Кажется, у Наташи расплывалась косметика, но на черном свитере Максима этого не было видно. Она протирала пальчиком веки и беспокойно поглядывала, не отпечаталась ли тушь. Жалела, что плачет, кокетка: хочется, чтобы Макс видел ее красивой.
— С тобой так тепло! — протянула она, прижавшись к его груди покрепче.
— Да? А с тобой жарко!
Макс вообще человек закаленный. Он даже верхнюю одежду зимой не носит, если не идет на улицу гулять. Наташа ругается, что он заболеет, а он не обращает внимания. Вот так в одном свитере прошмыгнет в машину, прогреет двигатель, включит печку; а в школе отопление хорошее, и в «Призраке», разумеется, тоже. И сколько бы Наташа не вякала, Макс никогда даже не простывает. Для Наташи здоровье Макса — большой плюс к его достоинствам.
Девчонка помогла ему снять свитер, а потом спустила на пол свой чемодан. Все-таки успокаивалась, медленно, но верно. Ни о чем не хотелось думать.
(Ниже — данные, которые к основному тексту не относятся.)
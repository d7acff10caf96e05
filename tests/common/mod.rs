//! Shared utilities for integration testing.

#![allow(dead_code)]

use std::sync::atomic::{AtomicUsize, Ordering};
use std::sync::{Arc, Mutex};
use std::time::Duration;

use async_trait::async_trait;
use service_supervisor::{BoxError, LifecycleEvent, LogSink, Service, ShutdownContext};
use tokio_util::sync::CancellationToken;

/// What a mock service's `serve` does.
#[derive(Clone)]
pub enum ServeBehavior {
    /// Run until shutdown is called.
    UntilStopped,
    /// Fail with the message after the delay, unless stopped first.
    FailAfter(Duration, &'static str),
    /// Return `Ok(())` after the delay.
    ReturnOkAfter(Duration),
    /// Run until shutdown is called, then fail with the message after the delay.
    FailAfterStop(Duration, &'static str),
    /// Panic straight away.
    Panic,
}

/// Scriptable service counting its shutdown calls.
pub struct MockService {
    id: String,
    serve: ServeBehavior,
    shutdown_delay: Duration,
    shutdown_error: Option<&'static str>,
    stop: CancellationToken,
    serve_finished: CancellationToken,
    shutdown_calls: AtomicUsize,
}

impl MockService {
    pub fn new(id: &str) -> Self {
        Self {
            id: id.to_string(),
            serve: ServeBehavior::UntilStopped,
            shutdown_delay: Duration::ZERO,
            shutdown_error: None,
            stop: CancellationToken::new(),
            serve_finished: CancellationToken::new(),
            shutdown_calls: AtomicUsize::new(0),
        }
    }

    pub fn serve_behavior(mut self, behavior: ServeBehavior) -> Self {
        self.serve = behavior;
        self
    }

    pub fn shutdown_delay(mut self, delay: Duration) -> Self {
        self.shutdown_delay = delay;
        self
    }

    pub fn shutdown_error(mut self, message: &'static str) -> Self {
        self.shutdown_error = Some(message);
        self
    }

    pub fn shutdown_calls(&self) -> usize {
        self.shutdown_calls.load(Ordering::SeqCst)
    }

    /// Resolves once a `FailAfterStop` serve has produced its error.
    pub async fn serve_finished(&self) {
        self.serve_finished.cancelled().await;
    }
}

#[async_trait]
impl Service for MockService {
    fn id(&self) -> &str {
        &self.id
    }

    async fn serve(&self) -> Result<(), BoxError> {
        match self.serve.clone() {
            ServeBehavior::UntilStopped => {
                self.stop.cancelled().await;
                Ok(())
            }
            ServeBehavior::FailAfter(delay, message) => {
                tokio::select! {
                    _ = tokio::time::sleep(delay) => Err(message.into()),
                    _ = self.stop.cancelled() => Ok(()),
                }
            }
            ServeBehavior::ReturnOkAfter(delay) => {
                tokio::time::sleep(delay).await;
                Ok(())
            }
            ServeBehavior::FailAfterStop(delay, message) => {
                self.stop.cancelled().await;
                tokio::time::sleep(delay).await;
                self.serve_finished.cancel();
                Err(message.into())
            }
            ServeBehavior::Panic => panic!("serve exploded"),
        }
    }

    async fn shutdown(&self, _ctx: ShutdownContext) -> Result<(), BoxError> {
        self.shutdown_calls.fetch_add(1, Ordering::SeqCst);
        tokio::time::sleep(self.shutdown_delay).await;
        self.stop.cancel();
        match self.shutdown_error {
            Some(message) => Err(message.into()),
            None => Ok(()),
        }
    }
}

/// Wraps any service and counts calls to `shutdown`.
pub struct Counted<S> {
    inner: S,
    shutdown_calls: AtomicUsize,
}

impl<S> Counted<S> {
    pub fn new(inner: S) -> Self {
        Self {
            inner,
            shutdown_calls: AtomicUsize::new(0),
        }
    }

    pub fn shutdown_calls(&self) -> usize {
        self.shutdown_calls.load(Ordering::SeqCst)
    }

    pub fn inner(&self) -> &S {
        &self.inner
    }
}

#[async_trait]
impl<S: Service> Service for Counted<S> {
    fn id(&self) -> &str {
        self.inner.id()
    }

    async fn serve(&self) -> Result<(), BoxError> {
        self.inner.serve().await
    }

    async fn shutdown(&self, ctx: ShutdownContext) -> Result<(), BoxError> {
        self.shutdown_calls.fetch_add(1, Ordering::SeqCst);
        self.inner.shutdown(ctx).await
    }
}

/// Sink keeping every event in order.
#[derive(Default)]
pub struct RecordingSink {
    events: Mutex<Vec<LifecycleEvent>>,
}

impl RecordingSink {
    pub fn events(&self) -> Vec<LifecycleEvent> {
        self.events.lock().unwrap().clone()
    }

    pub fn events_for(&self, service: &str) -> Vec<LifecycleEvent> {
        self.events()
            .into_iter()
            .filter(|e| e.service() == Some(service))
            .collect()
    }
}

impl LogSink for RecordingSink {
    fn record(&self, event: &LifecycleEvent) {
        self.events.lock().unwrap().push(event.clone());
    }
}

pub fn services<const N: usize>(list: [Arc<dyn Service>; N]) -> Vec<Arc<dyn Service>> {
    list.into_iter().collect()
}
Проведя ладошками по его спине, улыбнулась:
— Такой чистенький!
— А обычно я грязненький?! — обиделся Максим.
— Такая бархатная кожа! — продолжала Наташа восхищаться. — Ты такой нежный на ощупь!
Его капитальный летний терракотовый загар из года в год не сходит полностью уже никогда — не успевает. Макс даже авитаминозной весной выглядит немного загорелым, а сейчас, в начале февраля, так и вообще еще смуглый. Наташа ненароком сравнивала цвет его загара со своим, основательно уже вылинявшим. И ничего больше не хотелось: ни секса, ни разговоров. Хотелось прикасаться к нему, ласкать его тело, смотреть друг на друга, закрыв глаза. Наташа уже в который раз изучала на практике энциклопедию поцелуев и удивлялась такому разнообразию…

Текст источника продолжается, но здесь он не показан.